Maternal Mental Health Awareness Week 2021
04 May 21 - 01 Jan 01
This week is Maternal Mental Health Awareness Week, a weeklong campaign dedicated to talking about mental illness during pregnancy or after having a baby. The theme for this year’s awareness week is ‘Journeys to Recovery’.
HPFT has a range of support for women during pregnancy and after the baby arrives. For some women, what should be a time of joy is sometimes very difficult and challenging but help is at hand. Full information on the support available from our Community Perinatal Team is available here.
For women who need more intensive support, our Thumbswood specialist inpatient unit offers treatment to women experiencing significant mental health difficulties during pregnancy or in the first year of a baby’s life. The unit offers a warm, nurturing environment for mothers and babies. The unit provides holistic care from a range of healthcare professionals, offering mental health treatment for mothers and support with infant care and development and encouraging the formation of lasting positive bonds.

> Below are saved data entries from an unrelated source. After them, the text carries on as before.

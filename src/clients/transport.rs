//! Transport seam between the request pipeline and the network.
//!
//! The pipeline treats the transport as a black box: it hands over a
//! [`TransportRequest`] and gets back either the decoded `data` object of a
//! GraphQL response or a raw [`TransportFailure`]. Classification of that
//! failure happens later, in [`classify`](crate::clients::classify).
//!
//! [`HttpTransport`] is the production implementation on top of `reqwest`.
//! Tests and embedders can supply their own [`Transport`].

use std::collections::HashMap;
use std::time::Duration;

use async_trait::async_trait;
use serde::Deserialize;
use thiserror::Error;

use crate::config::{ClientConfig, Endpoint};
use crate::error::ConfigError;

/// Crate version from Cargo.toml.
pub const SDK_VERSION: &str = env!("CARGO_PKG_VERSION");

/// One outbound attempt, ready to be sent.
#[derive(Clone, Debug)]
pub struct TransportRequest {
    /// Name of the GraphQL operation.
    pub operation_name: String,
    /// JSON body: `query`, `variables` and `operationName`.
    pub body: serde_json::Value,
    /// Headers built for this attempt.
    pub headers: HashMap<String, String>,
}

/// A single error entry from a GraphQL `errors` array.
#[derive(Clone, Debug, PartialEq, Eq)]
pub struct GraphqlErrorPayload {
    /// The error message.
    pub message: String,
    /// `extensions.code`, when the server supplied one.
    pub code: Option<String>,
}

impl<'de> Deserialize<'de> for GraphqlErrorPayload {
    fn deserialize<D>(deserializer: D) -> Result<Self, D::Error>
    where
        D: serde::Deserializer<'de>,
    {
        #[derive(Deserialize)]
        struct Extensions {
            code: Option<String>,
        }

        #[derive(Deserialize)]
        struct Raw {
            #[serde(default)]
            message: String,
            extensions: Option<Extensions>,
        }

        let raw = Raw::deserialize(deserializer)?;
        Ok(Self {
            message: raw.message,
            code: raw.extensions.and_then(|e| e.code),
        })
    }
}

/// A raw, unclassified transport outcome.
#[derive(Clone, Debug, Error, PartialEq, Eq)]
pub enum TransportFailure {
    /// The server answered with a non-2xx status.
    #[error("HTTP {status}: {body}")]
    Http {
        /// HTTP status code.
        status: u16,
        /// GraphQL errors found in the body, if it was a GraphQL response.
        errors: Vec<GraphqlErrorPayload>,
        /// Raw response body.
        body: String,
    },

    /// The server answered 2xx with a non-empty `errors` array.
    #[error("GraphQL errors: {}", join_messages(.errors))]
    Graphql {
        /// The reported errors.
        errors: Vec<GraphqlErrorPayload>,
    },

    /// The attempt did not complete in time.
    #[error("Request timed out after {after:?}")]
    Timeout {
        /// The timeout that elapsed.
        after: Duration,
    },

    /// The connection could not be established or was dropped.
    #[error("Connection failed: {message}")]
    Connect {
        /// Description of the failure.
        message: String,
    },

    /// The response could not be decoded.
    #[error("Invalid response: {message}")]
    Decode {
        /// Description of the failure.
        message: String,
    },

    /// Any other failure.
    #[error("{message}")]
    Other {
        /// Description of the failure.
        message: String,
    },
}

fn join_messages(errors: &[GraphqlErrorPayload]) -> String {
    errors
        .iter()
        .map(|e| e.message.as_str())
        .collect::<Vec<_>>()
        .join("; ")
}

impl TransportFailure {
    fn from_reqwest(error: &reqwest::Error, timeout: Duration) -> Self {
        if error.is_timeout() {
            Self::Timeout { after: timeout }
        } else if error.is_connect() || error.is_request() || error.is_body() {
            Self::Connect {
                message: error.to_string(),
            }
        } else if error.is_decode() {
            Self::Decode {
                message: error.to_string(),
            }
        } else {
            Self::Other {
                message: error.to_string(),
            }
        }
    }
}

/// Sends one attempt to the GraphQL backend.
#[async_trait]
pub trait Transport: Send + Sync + std::fmt::Debug {
    /// Sends the request and returns the response's `data` object.
    ///
    /// # Errors
    ///
    /// Returns the raw [`TransportFailure`]; the caller classifies it.
    async fn send(&self, request: TransportRequest) -> Result<serde_json::Value, TransportFailure>;
}

/// Splits a decoded GraphQL response into `data` or the reported errors.
///
/// Any non-empty `errors` array fails the attempt, even alongside partial
/// data. A response without `data` is a decode failure.
///
/// # Errors
///
/// Returns [`TransportFailure::Graphql`] or [`TransportFailure::Decode`].
pub fn interpret_response(mut body: serde_json::Value) -> Result<serde_json::Value, TransportFailure> {
    let errors = parse_errors(&body);
    if !errors.is_empty() {
        return Err(TransportFailure::Graphql { errors });
    }

    match body.get_mut("data").map(serde_json::Value::take) {
        Some(data) if !data.is_null() => Ok(data),
        _ => Err(TransportFailure::Decode {
            message: "response contains neither data nor errors".to_string(),
        }),
    }
}

fn parse_errors(body: &serde_json::Value) -> Vec<GraphqlErrorPayload> {
    body.get("errors")
        .and_then(|errors| Vec::<GraphqlErrorPayload>::deserialize(errors).ok())
        .unwrap_or_default()
}

/// HTTP transport for the GraphQL endpoint.
///
/// Adds `User-Agent` and `Accept` headers to every attempt and applies the
/// configured request timeout at the `reqwest` level.
///
/// # Thread Safety
///
/// `HttpTransport` is `Send + Sync`, making it safe to share across async tasks.
#[derive(Debug)]
pub struct HttpTransport {
    client: reqwest::Client,
    endpoint: Endpoint,
    timeout: Duration,
    default_headers: HashMap<String, String>,
}

// Verify HttpTransport is Send + Sync at compile time
const _: fn() = || {
    const fn assert_send_sync<T: Send + Sync>() {}
    assert_send_sync::<HttpTransport>();
};

impl HttpTransport {
    /// Creates a transport for the configured endpoint.
    ///
    /// # Errors
    ///
    /// Returns [`ConfigError::TransportInit`] if the TLS backend cannot be
    /// initialized.
    pub fn new(config: &ClientConfig) -> Result<Self, ConfigError> {
        let user_agent_prefix = config
            .user_agent_prefix()
            .map_or(String::new(), |prefix| format!("{prefix} | "));
        let rust_version = env!("CARGO_PKG_RUST_VERSION");
        let user_agent =
            format!("{user_agent_prefix}Shop API Client v{SDK_VERSION} | Rust {rust_version}");

        let mut default_headers = HashMap::new();
        default_headers.insert("User-Agent".to_string(), user_agent);
        default_headers.insert("Accept".to_string(), "application/json".to_string());

        let client = reqwest::Client::builder()
            .use_rustls_tls()
            .timeout(config.request_timeout())
            .build()
            .map_err(|e| ConfigError::TransportInit {
                reason: e.to_string(),
            })?;

        Ok(Self {
            client,
            endpoint: config.endpoint().clone(),
            timeout: config.request_timeout(),
            default_headers,
        })
    }

    /// Returns the endpoint this transport posts to.
    #[must_use]
    pub const fn endpoint(&self) -> &Endpoint {
        &self.endpoint
    }

    /// Returns the headers added to every attempt.
    #[must_use]
    pub const fn default_headers(&self) -> &HashMap<String, String> {
        &self.default_headers
    }
}

#[async_trait]
impl Transport for HttpTransport {
    async fn send(&self, request: TransportRequest) -> Result<serde_json::Value, TransportFailure> {
        let mut builder = self.client.post(self.endpoint.as_ref());
        for (key, value) in self.default_headers.iter().chain(request.headers.iter()) {
            builder = builder.header(key, value);
        }

        let res = builder
            .body(request.body.to_string())
            .send()
            .await
            .map_err(|e| TransportFailure::from_reqwest(&e, self.timeout))?;

        let status = res.status().as_u16();
        let body_text = res
            .text()
            .await
            .map_err(|e| TransportFailure::from_reqwest(&e, self.timeout))?;

        if !(200..300).contains(&status) {
            let errors = serde_json::from_str::<serde_json::Value>(&body_text)
                .map(|body| parse_errors(&body))
                .unwrap_or_default();
            tracing::debug!(
                operation = %request.operation_name,
                status,
                "GraphQL endpoint returned non-success status"
            );
            return Err(TransportFailure::Http {
                status,
                errors,
                body: body_text,
            });
        }

        let body: serde_json::Value =
            serde_json::from_str(&body_text).map_err(|e| TransportFailure::Decode {
                message: e.to_string(),
            })?;
        interpret_response(body)
    }
}
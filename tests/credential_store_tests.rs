//! Integration tests for credential storage backends.

mod common;

use common::config_builder;
use shop_api_client::auth::{CredentialStore, FileBackend, StorageKey, TokenKind};

#[tokio::test]
async fn test_file_store_survives_restart() {
    let dir = tempfile::tempdir().unwrap();

    let store = CredentialStore::new(FileBackend::new(dir.path()));
    store.set("a1", Some("r1")).await.unwrap();
    store.set_user_id("u-1").await.unwrap();
    store.set_pin("1357").await.unwrap();
    let device_id = store.device_id().await.unwrap();
    drop(store);

    let reopened = CredentialStore::new(FileBackend::new(dir.path()));
    assert_eq!(reopened.get(TokenKind::Access).await.as_deref(), Some("a1"));
    assert_eq!(reopened.get(TokenKind::Refresh).await.as_deref(), Some("r1"));
    assert_eq!(reopened.user_id().await.as_deref(), Some("u-1"));
    assert_eq!(reopened.device_id().await.unwrap(), device_id);
    assert!(reopened.verify_pin("1357").await);
}

#[tokio::test]
async fn test_file_store_clear_all_empties_document() {
    let dir = tempfile::tempdir().unwrap();
    let store = CredentialStore::new(FileBackend::new(dir.path()));
    store.set("a1", Some("r1")).await.unwrap();
    store.set_biometric_enabled(true).await.unwrap();

    store.clear_all().await;

    let raw = std::fs::read_to_string(dir.path().join("credentials.json")).unwrap();
    let document: serde_json::Value = serde_json::from_str(&raw).unwrap();
    for key in StorageKey::ALL {
        assert!(document.get(key.as_str()).is_none(), "{key} survived");
    }
}

#[tokio::test]
async fn test_platform_default_round_trips() {
    let dir = tempfile::tempdir().unwrap();
    let config = config_builder()
        .storage_service("shop-api-client-integration-test")
        .storage_dir(dir.path())
        .build()
        .unwrap();

    let store = CredentialStore::platform_default(&config).await;
    store.set("a1", Some("r1")).await.unwrap();
    assert_eq!(
        store.credential().await.map(|c| c.access_token).as_deref(),
        Some("a1")
    );

    store.clear_all().await;
    assert!(store.get(TokenKind::Access).await.is_none());
}

#[cfg(target_os = "linux")]
#[tokio::test]
async fn test_platform_default_falls_back_to_file_without_secure_store() {
    let dir = tempfile::tempdir().unwrap();
    let config = config_builder().storage_dir(dir.path()).build().unwrap();

    let store = CredentialStore::platform_default(&config).await;

    assert_eq!(store.backend_name(), "file");
}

We spoke to a few mothers who are receiving support around their own journeys to recovery.
Nadine’s recovery story
Working with Jacqui and Sue (Occupational Therapists) has really helped. Jacqui and Sue very quickly worked out what worked best for me and adapted their coaching methods to fit my needs. Not a single session left me feeling like the time had been wasted and I always finished the session feeling motivated for the week ahead. I have learnt some very crucial techniques which I'm positive will help prevent me from falling back and to help me out of it quicker when I do.
Running for recovery
My running shoes… are so thread bare. I got them the Christmas I was at the unit and they have been with me every step of my journey - metaphorically and literally! Running and positive mental health have gone hand in hand for me when one ebbs so does the other and when one thrives the other follows very quickly behind. It has been tough to get my fitness back and at the beginning I felt like it was an impossible task, but I have an app that shows my progress and it is amazing. Exercise, like our mental health journeys, are about progression, not perfection.
Being able to shower on my own
The hair on the shower wall is probably an odd one... But our "journeys" are so long, they can be daunting when you only look at the journey as a whole. This time last year I physically could not shower on my own. When I was at the unit a nurse would have to sit in my room with my door open and often had to come in and get me out, at home my husband would have to come in with me. The shower was a scary place for me - nothing but your thoughts to haunt you, they always ended with me on the floor, catatonic and unable to move. The day my husband walked into the bathroom and found my hair plastered all over the wall was an amazing day - not only had I had a shower without being forced to, I'd made it in and out all by myself for the first time in almost a year!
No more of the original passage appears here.